CHD: The Most Common of Birth Defects
For every 100 babies born, one is affected by CHD; that is nearly 40,000 babies per year who are born with abnormally formed hearts.
The heart is an amazing organ. Immediately after conception, the heart begins to develop. It starts out as just a simple tube, but over eight weeks, it divides and twists itself into two sides, four chambers, four valves, valve flaps, and walls that form the hardest-working organ in the body.
Each side of the heart beats several times per minute to keep blood pumping through the body; the chambers on the right side of the heart pump oxygen-poor blood to the lungs, while the chambers on the left side pump the newly oxygenated blood out to the body.
Most of the time, hearts form just as they are supposed to, but other times, one of the splits and twist doesn't form quite right, resulting in a heart defect. Congenital Heart Defect, otherwise known by its acronym, CHD, is the most common birth defect. For every 100 babies born, one is affected by CHD; that is nearly 40,000 babies per year who are born with abnormally formed hearts.
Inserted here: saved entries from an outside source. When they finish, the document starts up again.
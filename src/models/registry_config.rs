use serde::{Deserialize, Serialize};

/// Behaviour of the subscription registry.
#[derive(Debug, Clone, PartialEq, Eq, Serialize, Deserialize)]
pub struct RegistryConfig {
    /// Share one server subscription between identical `(query, args)` pairs.
    /// Default: true
    #[serde(default = "default_deduplicate")]
    pub deduplicate: bool,

    /// Upper bound on live handles. Default: None (unbounded)
    #[serde(default)]
    pub max_subscriptions: Option<usize>,

    /// Queue updates received while a handle is paused and replay them in
    /// arrival order on resume. When false they are dropped and only the
    /// next live update is delivered. Default: false
    #[serde(default)]
    pub queue_updates_while_paused: bool,
}

fn default_deduplicate() -> bool {
    true
}

impl Default for RegistryConfig {
    fn default() -> Self {
        Self {
            deduplicate: true,
            max_subscriptions: None,
            queue_updates_while_paused: false,
        }
    }
}

impl RegistryConfig {
    pub fn new() -> Self {
        Self::default()
    }

    pub fn with_deduplicate(mut self, enabled: bool) -> Self {
        self.deduplicate = enabled;
        self
    }

    pub fn with_max_subscriptions(mut self, max: Option<usize>) -> Self {
        self.max_subscriptions = max;
        self
    }

    pub fn with_queue_updates_while_paused(mut self, queue: bool) -> Self {
        self.queue_updates_while_paused = queue;
        self
    }
}
//! Connection state machine.
//!
//! [`ConnectionMachine::handle`] is the only code path that mutates
//! connection state. Transport and timer events are fed in as
//! [`ConnInput`]s, and the side effects the driver must perform come back
//! as [`ConnAction`]s. Nothing here does I/O, so every transition is
//! testable without a socket or a runtime.
//!
//! Every transport instance gets a fresh `epoch`. Inputs carrying an older
//! epoch belong to a transport that was already discarded and are ignored.

use std::fmt;
use std::time::Duration;

use crate::auth::AuthProvider;
use crate::codec::WireMessage;
use crate::event_handlers::DisconnectReason;
use crate::models::ConnectionOptions;
use crate::timeouts::SyncLinkTimeouts;

/// Lifecycle state of the sync connection.
#[derive(Debug, Clone, Copy, PartialEq, Eq, Hash)]
pub enum ConnectionState {
    /// Not connected and not trying to connect.
    Disconnected,
    /// A transport is being opened.
    Connecting,
    /// Transport open, authenticated (if a token is set) and subscriptions replayed.
    Open,
    /// Waiting for the backoff delay before the next attempt.
    Reconnecting,
    /// Terminal. The client must be replaced.
    Closed,
}

impl ConnectionState {
    pub fn is_open(&self) -> bool {
        matches!(self, ConnectionState::Open)
    }
}

impl fmt::Display for ConnectionState {
    fn fmt(&self, f: &mut fmt::Formatter<'_>) -> fmt::Result {
        let s = match self {
            ConnectionState::Disconnected => "disconnected",
            ConnectionState::Connecting => "connecting",
            ConnectionState::Open => "open",
            ConnectionState::Reconnecting => "reconnecting",
            ConnectionState::Closed => "closed",
        };
        f.write_str(s)
    }
}

#[derive(Debug, Clone, PartialEq)]
pub(crate) enum ConnInput {
    /// Begin connecting (construction, or an explicit reconnect request).
    Start,
    TransportOpened { epoch: u64 },
    /// Opening the transport failed (refused, TLS error, connect timeout).
    TransportFailed { epoch: u64, reason: DisconnectReason },
    /// An open transport closed or errored.
    TransportClosed { epoch: u64, reason: DisconnectReason },
    PingDue,
    PongReceived { epoch: u64 },
    PongTimeout,
    ReconnectDue,
    SetAuth(String),
    ClearAuth,
    Close,
}

#[derive(Debug, Clone, PartialEq)]
pub(crate) enum ConnAction {
    OpenTransport { epoch: u64 },
    CloseTransport,
    Send(WireMessage),
    /// Replay every live subscription on the fresh transport.
    Resubscribe,
    NotifyConnected,
    NotifyDisconnect(DisconnectReason),
    ArmPingTimer(Duration),
    ArmPongTimer(Duration),
    DisarmPongTimer,
    /// Disarm ping, pong and reconnect timers.
    DisarmTimers,
    ScheduleReconnect { attempt: u32, delay: Duration },
    ReconnectExhausted { attempts: u32 },
    ClearSubscriptions,
}

/// `base * 2^(attempt-1)`, optionally capped by `max_reconnect_delay_ms`.
pub fn backoff_delay(options: &ConnectionOptions, attempt: u32) -> Duration {
    let factor = 2u64.saturating_pow(attempt.saturating_sub(1));
    let mut delay = options.reconnect_delay_ms.saturating_mul(factor);
    if let Some(max) = options.max_reconnect_delay_ms {
        delay = delay.min(max);
    }
    Duration::from_millis(delay)
}

#[derive(Debug)]
pub(crate) struct ConnectionMachine {
    state: ConnectionState,
    epoch: u64,
    reconnect_attempts: u32,
    awaiting_pong: bool,
    auth: AuthProvider,
    options: ConnectionOptions,
    keepalive_interval: Duration,
    pong_timeout: Duration,
}
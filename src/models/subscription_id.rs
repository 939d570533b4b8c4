use serde::{Deserialize, Serialize};
use std::fmt;

/// Opaque identifier of one application-visible subscription handle.
///
/// Ids are allocated by the registry and never reused within a client.
#[derive(Debug, Clone, Copy, PartialEq, Eq, Hash, PartialOrd, Ord, Serialize, Deserialize)]
#[serde(transparent)]
pub struct SubscriptionId(u64);

impl SubscriptionId {
    pub(crate) fn new(value: u64) -> Self {
        Self(value)
    }

    /// Raw numeric value
    pub fn as_u64(&self) -> u64 {
        self.0
    }
}

impl fmt::Display for SubscriptionId {
    fn fmt(&self, f: &mut fmt::Formatter<'_>) -> fmt::Result {
        write!(f, "sub_{}", self.0)
    }
}
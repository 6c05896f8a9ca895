// =====================================================
// 대시보드 통계 통합 테스트
// =====================================================

mod common;
use common::*;
use chrono::{Duration, Utc};
use wallet_admin_server::domains::ledger::models::{IncomingTransactionRequest, SendTransactionRequest, TransactionStatus};
use wallet_admin_server::domains::wallet::models::Currency;
use wallet_admin_server::shared::errors::StatsError;

async fn receive(app: &TestApp, tx_hash: &str, to_address: &str, amount: &str) {
    app.state
        .ledger_state
        .transaction_service
        .process_incoming_transaction(IncomingTransactionRequest {
            tx_hash: tx_hash.to_string(),
            to_address: to_address.to_string(),
            amount: btc(amount),
            from_address: "external".to_string(),
            block_number: None,
        })
        .await
        .unwrap();
}

/// 테스트: 사용자 / 지갑 / 트랜잭션 카운트와 통화별 CONFIRMED 거래량
#[tokio::test]
async fn test_system_statistics_rollup() {
    let app = TestApp::new();
    let btc_wallet = app.funded_wallet(Currency::Bitcoin, btc("2")).await;
    let usdt_wallet = app.funded_wallet(Currency::UsdtTrc20, btc("500")).await;
    let idle = app.register_user("idle").await;
    app.state.auth_state.user_service.deactivate(idle.id).await.unwrap();

    // CONFIRMED RECEIVE 2건
    receive(&app, "in_1", &btc_wallet.address, "0.75").await;
    receive(&app, "in_2", &usdt_wallet.address, "120").await;

    // PENDING SEND 2건 (거래량 제외)
    let ledger = &app.state.ledger_state.transaction_service;
    let sent = ledger
        .send_transaction(SendTransactionRequest {
            wallet_id: btc_wallet.id,
            to_address: "bc1qpayee".to_string(),
            amount: btc("1"),
            memo: None,
        })
        .await
        .unwrap();
    let failed = ledger
        .send_transaction(SendTransactionRequest {
            wallet_id: usdt_wallet.id,
            to_address: "TPayee".to_string(),
            amount: btc("10"),
            memo: None,
        })
        .await
        .unwrap();
    ledger
        .update_transaction_status(&failed.tx_hash, TransactionStatus::Failed, None, None)
        .await
        .unwrap();

    let stats = app.state.dashboard_state.stats_service.system_statistics().await.unwrap();
    assert_eq!(stats.total_users, 3);
    assert_eq!(stats.active_users, 2);
    assert_eq!(stats.users_registered_today, 3);
    assert_eq!(stats.total_wallets, 2);
    assert_eq!(stats.bitcoin_wallets, 1);
    assert_eq!(stats.usdt_wallets, 1);
    assert_eq!(stats.total_transactions, 4);
    assert_eq!(stats.pending_transactions, 1);
    assert_eq!(stats.confirmed_transactions, 2);
    assert_eq!(stats.failed_transactions, 1);
    assert_eq!(stats.transactions_today, 4);
    assert_eq!(stats.total_bitcoin_volume, btc("0.75"));
    assert_eq!(stats.total_usdt_volume, btc("120"));

    // 확인 처리 후 거래량에 포함
    ledger
        .update_transaction_status(&sent.tx_hash, TransactionStatus::Confirmed, Some(1), Some(1))
        .await
        .unwrap();
    let stats = app.state.dashboard_state.stats_service.system_statistics().await.unwrap();
    assert_eq!(stats.total_bitcoin_volume, btc("1.75"));
    assert_eq!(stats.pending_transactions, 0);
}

/// 테스트: 기간 조회 (양 끝 포함), 범위 밖이면 0
#[tokio::test]
async fn test_period_queries() {
    let app = TestApp::new();
    let wallet = app.funded_wallet(Currency::Bitcoin, btc("0")).await;
    receive(&app, "period_1", &wallet.address, "0.4").await;
    receive(&app, "period_2", &wallet.address, "0.6").await;

    let stats = &app.state.dashboard_state.stats_service;
    let start = Utc::now() - Duration::hours(1);
    let end = Utc::now() + Duration::hours(1);

    assert_eq!(stats.users_registered_in_period(start, end).await.unwrap(), 1);
    assert_eq!(stats.transactions_in_period(start, end).await.unwrap(), 2);
    assert_eq!(stats.volume_in_period(start, end, Currency::Bitcoin).await.unwrap(), btc("1.0"));
    assert_eq!(stats.volume_in_period(start, end, Currency::UsdtTrc20).await.unwrap(), btc("0"));

    let yesterday = Utc::now() - Duration::days(1);
    let before = yesterday - Duration::hours(1);
    assert_eq!(stats.users_registered_in_period(before, yesterday).await.unwrap(), 0);
    assert_eq!(stats.transactions_in_period(before, yesterday).await.unwrap(), 0);
}

/// 테스트: start > end → Validation
#[tokio::test]
async fn test_inverted_period_rejected() {
    let app = TestApp::new();
    let stats = &app.state.dashboard_state.stats_service;
    let now = Utc::now();

    let err = stats
        .users_registered_in_period(now, now - Duration::minutes(5))
        .await
        .unwrap_err();
    assert!(matches!(err, StatsError::Validation(_)));
    assert_eq!(err.to_string(), "start must not be after end");
}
There are several types of heart defects.
Little Hearts explains 35 different defects. Some abnormalities are quite mild and need only to be monitored, while others require immediate attention.
Nicholle King, a Little Hearts member, is the proud mother to a CHD survivor. Even though she had three ultrasounds during her pregnancy, they never revealed signs that her baby was suffering a serious heart defect. It never showed that her baby's four heart valves connected to an extra chamber that her heart had formed; it beat as a heart should, so it appeared and sounded fine. Had it not been for other complications seen after her birth and little pits on her ears (a telltale sign of possible heart problems), Nicholle and her fragile baby would have been sent home shortly after delivery. Fortunately, her daughter's condition was noticed and was able to be helped with surgery.